▸ **Prompt**
Which lines below contain "derive"? Pull them out.

▸ **Items listed in a dataset**
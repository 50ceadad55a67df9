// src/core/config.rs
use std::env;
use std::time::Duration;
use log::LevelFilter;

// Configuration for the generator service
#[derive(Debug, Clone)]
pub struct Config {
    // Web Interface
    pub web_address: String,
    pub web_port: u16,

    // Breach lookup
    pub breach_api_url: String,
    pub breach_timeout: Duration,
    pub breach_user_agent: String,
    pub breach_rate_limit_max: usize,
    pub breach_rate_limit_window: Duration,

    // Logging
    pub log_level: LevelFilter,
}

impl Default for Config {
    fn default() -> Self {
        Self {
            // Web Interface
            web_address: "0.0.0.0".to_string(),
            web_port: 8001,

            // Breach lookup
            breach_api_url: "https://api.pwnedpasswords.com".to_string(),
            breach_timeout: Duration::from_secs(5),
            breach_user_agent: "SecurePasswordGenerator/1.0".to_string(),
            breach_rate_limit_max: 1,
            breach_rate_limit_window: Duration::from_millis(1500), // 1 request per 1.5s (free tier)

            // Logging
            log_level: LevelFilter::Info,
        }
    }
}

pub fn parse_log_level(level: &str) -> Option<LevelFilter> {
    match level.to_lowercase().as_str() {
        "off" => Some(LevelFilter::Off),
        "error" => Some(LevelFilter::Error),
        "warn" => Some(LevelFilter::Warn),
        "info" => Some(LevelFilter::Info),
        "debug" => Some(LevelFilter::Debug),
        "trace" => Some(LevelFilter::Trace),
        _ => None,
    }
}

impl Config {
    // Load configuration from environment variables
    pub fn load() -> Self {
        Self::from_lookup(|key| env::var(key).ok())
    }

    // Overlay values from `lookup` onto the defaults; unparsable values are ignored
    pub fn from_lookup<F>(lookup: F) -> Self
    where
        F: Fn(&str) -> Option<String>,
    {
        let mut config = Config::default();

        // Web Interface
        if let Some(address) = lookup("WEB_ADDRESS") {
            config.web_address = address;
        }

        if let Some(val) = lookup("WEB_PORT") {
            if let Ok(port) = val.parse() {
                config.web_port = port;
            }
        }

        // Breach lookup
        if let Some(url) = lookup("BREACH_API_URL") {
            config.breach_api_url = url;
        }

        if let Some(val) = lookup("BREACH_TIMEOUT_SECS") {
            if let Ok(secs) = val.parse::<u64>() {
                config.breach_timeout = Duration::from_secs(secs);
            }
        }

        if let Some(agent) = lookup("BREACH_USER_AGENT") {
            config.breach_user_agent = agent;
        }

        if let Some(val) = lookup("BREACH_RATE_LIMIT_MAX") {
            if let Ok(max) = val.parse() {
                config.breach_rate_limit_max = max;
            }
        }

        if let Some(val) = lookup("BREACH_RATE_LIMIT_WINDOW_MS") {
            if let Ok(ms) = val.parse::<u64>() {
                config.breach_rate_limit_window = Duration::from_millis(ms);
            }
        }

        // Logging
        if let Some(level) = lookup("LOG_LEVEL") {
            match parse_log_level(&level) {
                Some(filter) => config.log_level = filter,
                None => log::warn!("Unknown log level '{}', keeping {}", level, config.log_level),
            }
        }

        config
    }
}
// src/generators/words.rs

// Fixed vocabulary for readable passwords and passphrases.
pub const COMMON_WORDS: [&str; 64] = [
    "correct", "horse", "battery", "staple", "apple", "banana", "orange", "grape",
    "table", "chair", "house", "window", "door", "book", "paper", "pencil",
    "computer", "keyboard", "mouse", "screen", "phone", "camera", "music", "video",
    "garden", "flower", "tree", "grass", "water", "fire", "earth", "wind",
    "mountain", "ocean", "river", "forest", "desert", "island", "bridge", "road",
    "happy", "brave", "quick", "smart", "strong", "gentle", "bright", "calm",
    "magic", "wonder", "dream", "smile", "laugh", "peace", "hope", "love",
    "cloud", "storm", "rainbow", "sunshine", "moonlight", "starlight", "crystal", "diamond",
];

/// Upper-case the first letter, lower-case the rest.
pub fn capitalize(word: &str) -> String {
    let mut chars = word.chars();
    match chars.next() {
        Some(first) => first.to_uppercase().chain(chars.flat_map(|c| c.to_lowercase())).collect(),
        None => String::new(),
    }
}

...

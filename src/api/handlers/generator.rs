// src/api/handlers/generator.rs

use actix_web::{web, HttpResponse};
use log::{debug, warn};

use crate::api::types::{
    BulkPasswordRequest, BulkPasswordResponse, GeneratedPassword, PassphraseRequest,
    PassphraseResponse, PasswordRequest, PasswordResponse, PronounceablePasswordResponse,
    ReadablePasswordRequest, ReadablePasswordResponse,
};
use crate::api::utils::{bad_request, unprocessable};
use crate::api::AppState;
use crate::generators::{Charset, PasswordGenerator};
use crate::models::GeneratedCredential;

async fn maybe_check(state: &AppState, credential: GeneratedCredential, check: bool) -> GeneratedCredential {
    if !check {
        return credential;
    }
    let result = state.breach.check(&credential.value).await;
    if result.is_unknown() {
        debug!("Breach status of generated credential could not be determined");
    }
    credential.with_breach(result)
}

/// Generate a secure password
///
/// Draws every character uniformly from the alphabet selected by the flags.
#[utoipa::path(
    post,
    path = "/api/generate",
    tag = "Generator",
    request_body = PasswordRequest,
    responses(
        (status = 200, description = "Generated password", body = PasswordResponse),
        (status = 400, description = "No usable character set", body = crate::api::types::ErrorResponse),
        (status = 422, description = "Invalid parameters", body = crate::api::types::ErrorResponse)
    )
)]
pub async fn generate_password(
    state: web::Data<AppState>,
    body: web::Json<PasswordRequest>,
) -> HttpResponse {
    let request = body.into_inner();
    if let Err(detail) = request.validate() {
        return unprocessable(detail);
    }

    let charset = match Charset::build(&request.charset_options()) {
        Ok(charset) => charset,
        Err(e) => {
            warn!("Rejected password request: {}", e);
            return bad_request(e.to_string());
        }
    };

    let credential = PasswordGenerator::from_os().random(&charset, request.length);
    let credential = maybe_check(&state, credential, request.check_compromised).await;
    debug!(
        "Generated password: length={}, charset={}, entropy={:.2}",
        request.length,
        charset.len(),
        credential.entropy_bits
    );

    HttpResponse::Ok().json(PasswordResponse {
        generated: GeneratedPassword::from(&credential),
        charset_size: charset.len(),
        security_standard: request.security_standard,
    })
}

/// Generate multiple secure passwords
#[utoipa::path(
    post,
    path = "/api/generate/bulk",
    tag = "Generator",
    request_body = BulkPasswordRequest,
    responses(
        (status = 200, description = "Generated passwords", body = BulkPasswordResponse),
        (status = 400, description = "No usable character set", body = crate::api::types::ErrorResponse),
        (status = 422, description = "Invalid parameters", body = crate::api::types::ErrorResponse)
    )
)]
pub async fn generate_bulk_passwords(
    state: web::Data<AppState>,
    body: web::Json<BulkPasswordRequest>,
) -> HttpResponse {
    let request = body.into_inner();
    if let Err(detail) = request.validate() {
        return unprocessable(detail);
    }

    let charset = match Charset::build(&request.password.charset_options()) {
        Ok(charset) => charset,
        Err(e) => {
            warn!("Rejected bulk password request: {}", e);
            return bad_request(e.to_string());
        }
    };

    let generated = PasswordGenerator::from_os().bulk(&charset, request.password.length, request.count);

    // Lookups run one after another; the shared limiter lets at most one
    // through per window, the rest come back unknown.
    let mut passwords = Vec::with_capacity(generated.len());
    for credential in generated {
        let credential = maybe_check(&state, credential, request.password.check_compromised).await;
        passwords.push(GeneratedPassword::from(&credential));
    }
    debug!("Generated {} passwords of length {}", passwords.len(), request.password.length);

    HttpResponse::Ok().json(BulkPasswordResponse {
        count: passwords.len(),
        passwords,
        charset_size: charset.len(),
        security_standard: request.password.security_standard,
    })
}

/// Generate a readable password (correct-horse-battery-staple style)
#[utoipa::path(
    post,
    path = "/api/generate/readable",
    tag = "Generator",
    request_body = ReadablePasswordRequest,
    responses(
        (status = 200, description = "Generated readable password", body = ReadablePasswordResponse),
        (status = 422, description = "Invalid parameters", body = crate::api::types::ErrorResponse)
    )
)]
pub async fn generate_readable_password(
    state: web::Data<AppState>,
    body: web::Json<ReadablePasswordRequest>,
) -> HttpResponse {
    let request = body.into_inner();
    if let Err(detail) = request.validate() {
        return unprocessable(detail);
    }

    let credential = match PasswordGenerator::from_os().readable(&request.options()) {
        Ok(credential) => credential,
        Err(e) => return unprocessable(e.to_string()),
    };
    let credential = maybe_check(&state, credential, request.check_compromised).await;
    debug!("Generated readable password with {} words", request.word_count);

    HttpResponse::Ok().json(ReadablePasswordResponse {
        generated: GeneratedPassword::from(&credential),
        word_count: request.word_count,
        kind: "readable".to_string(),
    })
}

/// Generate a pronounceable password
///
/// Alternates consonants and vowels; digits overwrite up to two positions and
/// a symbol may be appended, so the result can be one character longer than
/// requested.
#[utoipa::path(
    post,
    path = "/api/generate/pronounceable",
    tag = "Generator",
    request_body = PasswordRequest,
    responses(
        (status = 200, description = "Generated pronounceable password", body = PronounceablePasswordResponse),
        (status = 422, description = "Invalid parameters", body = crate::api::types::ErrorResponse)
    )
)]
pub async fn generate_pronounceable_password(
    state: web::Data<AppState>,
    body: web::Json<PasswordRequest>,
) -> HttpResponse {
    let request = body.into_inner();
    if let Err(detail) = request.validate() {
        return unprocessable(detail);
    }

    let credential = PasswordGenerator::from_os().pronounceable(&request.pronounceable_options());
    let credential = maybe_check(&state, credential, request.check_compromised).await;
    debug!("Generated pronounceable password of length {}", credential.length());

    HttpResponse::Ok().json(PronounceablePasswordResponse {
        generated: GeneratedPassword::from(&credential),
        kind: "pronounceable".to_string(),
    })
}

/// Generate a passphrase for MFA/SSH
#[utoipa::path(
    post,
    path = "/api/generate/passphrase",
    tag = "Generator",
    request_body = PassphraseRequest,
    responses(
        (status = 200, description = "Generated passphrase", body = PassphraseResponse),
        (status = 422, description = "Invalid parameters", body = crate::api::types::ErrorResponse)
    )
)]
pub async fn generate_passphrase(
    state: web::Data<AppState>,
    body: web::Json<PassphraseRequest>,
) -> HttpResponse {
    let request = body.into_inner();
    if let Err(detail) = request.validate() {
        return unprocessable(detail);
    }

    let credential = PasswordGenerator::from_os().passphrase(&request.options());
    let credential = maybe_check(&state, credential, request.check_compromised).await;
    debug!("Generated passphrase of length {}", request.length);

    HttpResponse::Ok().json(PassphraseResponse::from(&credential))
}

---

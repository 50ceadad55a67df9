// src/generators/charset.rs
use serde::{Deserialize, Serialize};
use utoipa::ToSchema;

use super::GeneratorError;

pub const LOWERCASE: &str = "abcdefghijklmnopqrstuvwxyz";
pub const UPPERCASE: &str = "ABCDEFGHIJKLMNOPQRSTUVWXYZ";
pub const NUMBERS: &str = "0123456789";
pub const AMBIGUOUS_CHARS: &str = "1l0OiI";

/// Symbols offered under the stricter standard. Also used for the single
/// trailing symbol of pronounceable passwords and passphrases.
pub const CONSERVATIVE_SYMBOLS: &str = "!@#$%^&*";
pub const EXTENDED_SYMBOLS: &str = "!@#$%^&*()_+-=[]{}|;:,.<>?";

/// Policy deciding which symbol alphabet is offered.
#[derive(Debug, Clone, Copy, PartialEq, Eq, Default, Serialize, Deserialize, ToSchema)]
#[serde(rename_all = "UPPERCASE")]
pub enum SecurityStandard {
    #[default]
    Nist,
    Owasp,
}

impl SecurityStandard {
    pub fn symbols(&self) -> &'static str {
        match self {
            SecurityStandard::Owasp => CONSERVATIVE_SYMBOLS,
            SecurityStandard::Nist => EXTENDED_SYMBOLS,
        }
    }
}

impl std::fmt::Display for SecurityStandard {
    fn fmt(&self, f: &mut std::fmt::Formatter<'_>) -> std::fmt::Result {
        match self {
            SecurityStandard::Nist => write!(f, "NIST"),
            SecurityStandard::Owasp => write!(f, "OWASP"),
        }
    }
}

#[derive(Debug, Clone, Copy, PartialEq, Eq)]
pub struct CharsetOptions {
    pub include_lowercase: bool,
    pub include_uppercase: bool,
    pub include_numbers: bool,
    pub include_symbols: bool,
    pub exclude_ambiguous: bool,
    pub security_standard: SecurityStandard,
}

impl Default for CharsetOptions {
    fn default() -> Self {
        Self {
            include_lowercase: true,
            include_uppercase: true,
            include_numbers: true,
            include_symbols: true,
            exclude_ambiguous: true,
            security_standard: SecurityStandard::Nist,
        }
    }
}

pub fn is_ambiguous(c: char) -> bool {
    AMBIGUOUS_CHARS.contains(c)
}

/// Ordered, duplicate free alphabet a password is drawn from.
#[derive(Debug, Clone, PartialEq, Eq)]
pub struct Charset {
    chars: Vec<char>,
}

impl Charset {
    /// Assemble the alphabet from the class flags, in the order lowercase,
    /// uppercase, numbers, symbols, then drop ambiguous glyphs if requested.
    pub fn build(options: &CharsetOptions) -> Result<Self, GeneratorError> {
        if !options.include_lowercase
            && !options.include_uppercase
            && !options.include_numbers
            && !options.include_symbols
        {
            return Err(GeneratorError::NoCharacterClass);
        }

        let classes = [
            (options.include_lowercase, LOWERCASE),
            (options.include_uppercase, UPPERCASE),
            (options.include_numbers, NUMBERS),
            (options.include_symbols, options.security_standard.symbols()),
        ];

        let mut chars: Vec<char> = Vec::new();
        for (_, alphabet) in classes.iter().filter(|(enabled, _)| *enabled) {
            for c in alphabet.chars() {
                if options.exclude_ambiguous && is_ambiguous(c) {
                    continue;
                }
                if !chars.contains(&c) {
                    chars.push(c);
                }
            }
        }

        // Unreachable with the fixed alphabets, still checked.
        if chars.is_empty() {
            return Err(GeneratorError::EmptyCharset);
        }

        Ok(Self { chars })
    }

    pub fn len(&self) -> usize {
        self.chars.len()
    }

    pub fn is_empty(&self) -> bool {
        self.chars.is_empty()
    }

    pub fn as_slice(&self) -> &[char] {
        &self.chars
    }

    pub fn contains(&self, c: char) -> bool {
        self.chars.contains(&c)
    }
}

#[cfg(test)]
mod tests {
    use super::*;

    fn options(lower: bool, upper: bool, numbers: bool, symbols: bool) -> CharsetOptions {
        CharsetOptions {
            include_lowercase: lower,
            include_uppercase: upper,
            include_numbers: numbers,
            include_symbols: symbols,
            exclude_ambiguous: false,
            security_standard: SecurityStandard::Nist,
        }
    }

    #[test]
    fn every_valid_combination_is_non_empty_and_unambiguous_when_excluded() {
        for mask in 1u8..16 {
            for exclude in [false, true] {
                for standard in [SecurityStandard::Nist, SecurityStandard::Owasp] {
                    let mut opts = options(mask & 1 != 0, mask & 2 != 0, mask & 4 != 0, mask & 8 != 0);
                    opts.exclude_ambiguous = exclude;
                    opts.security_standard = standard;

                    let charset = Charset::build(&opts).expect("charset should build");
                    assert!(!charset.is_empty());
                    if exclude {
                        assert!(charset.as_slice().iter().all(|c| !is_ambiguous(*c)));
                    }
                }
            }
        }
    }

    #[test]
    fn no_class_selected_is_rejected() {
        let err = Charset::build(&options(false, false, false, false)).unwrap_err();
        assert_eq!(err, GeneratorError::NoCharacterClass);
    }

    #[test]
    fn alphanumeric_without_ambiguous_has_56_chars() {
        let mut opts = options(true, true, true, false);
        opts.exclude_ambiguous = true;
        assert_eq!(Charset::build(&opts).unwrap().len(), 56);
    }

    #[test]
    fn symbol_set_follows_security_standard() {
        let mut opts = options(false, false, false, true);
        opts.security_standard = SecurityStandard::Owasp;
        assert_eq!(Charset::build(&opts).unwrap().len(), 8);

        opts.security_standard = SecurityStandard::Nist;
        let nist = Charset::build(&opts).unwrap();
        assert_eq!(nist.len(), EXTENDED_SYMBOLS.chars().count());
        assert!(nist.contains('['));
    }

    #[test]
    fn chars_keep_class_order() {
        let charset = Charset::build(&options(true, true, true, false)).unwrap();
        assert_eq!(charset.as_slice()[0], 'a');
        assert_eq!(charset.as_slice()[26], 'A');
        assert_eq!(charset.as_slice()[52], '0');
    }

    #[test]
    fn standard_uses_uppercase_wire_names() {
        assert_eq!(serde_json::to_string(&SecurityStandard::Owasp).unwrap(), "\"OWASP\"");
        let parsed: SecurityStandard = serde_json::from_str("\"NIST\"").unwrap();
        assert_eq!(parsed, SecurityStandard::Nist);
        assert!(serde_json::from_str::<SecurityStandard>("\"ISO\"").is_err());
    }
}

▸ **Result of this task**
#[derive(Debug, Clone)]
#[derive(Debug, Clone, Copy, PartialEq, Eq, Default, Serialize, Deserialize, ToSchema)]
#[derive(Debug, Clone, Copy, PartialEq, Eq)]
#[derive(Debug, Clone, PartialEq, Eq)]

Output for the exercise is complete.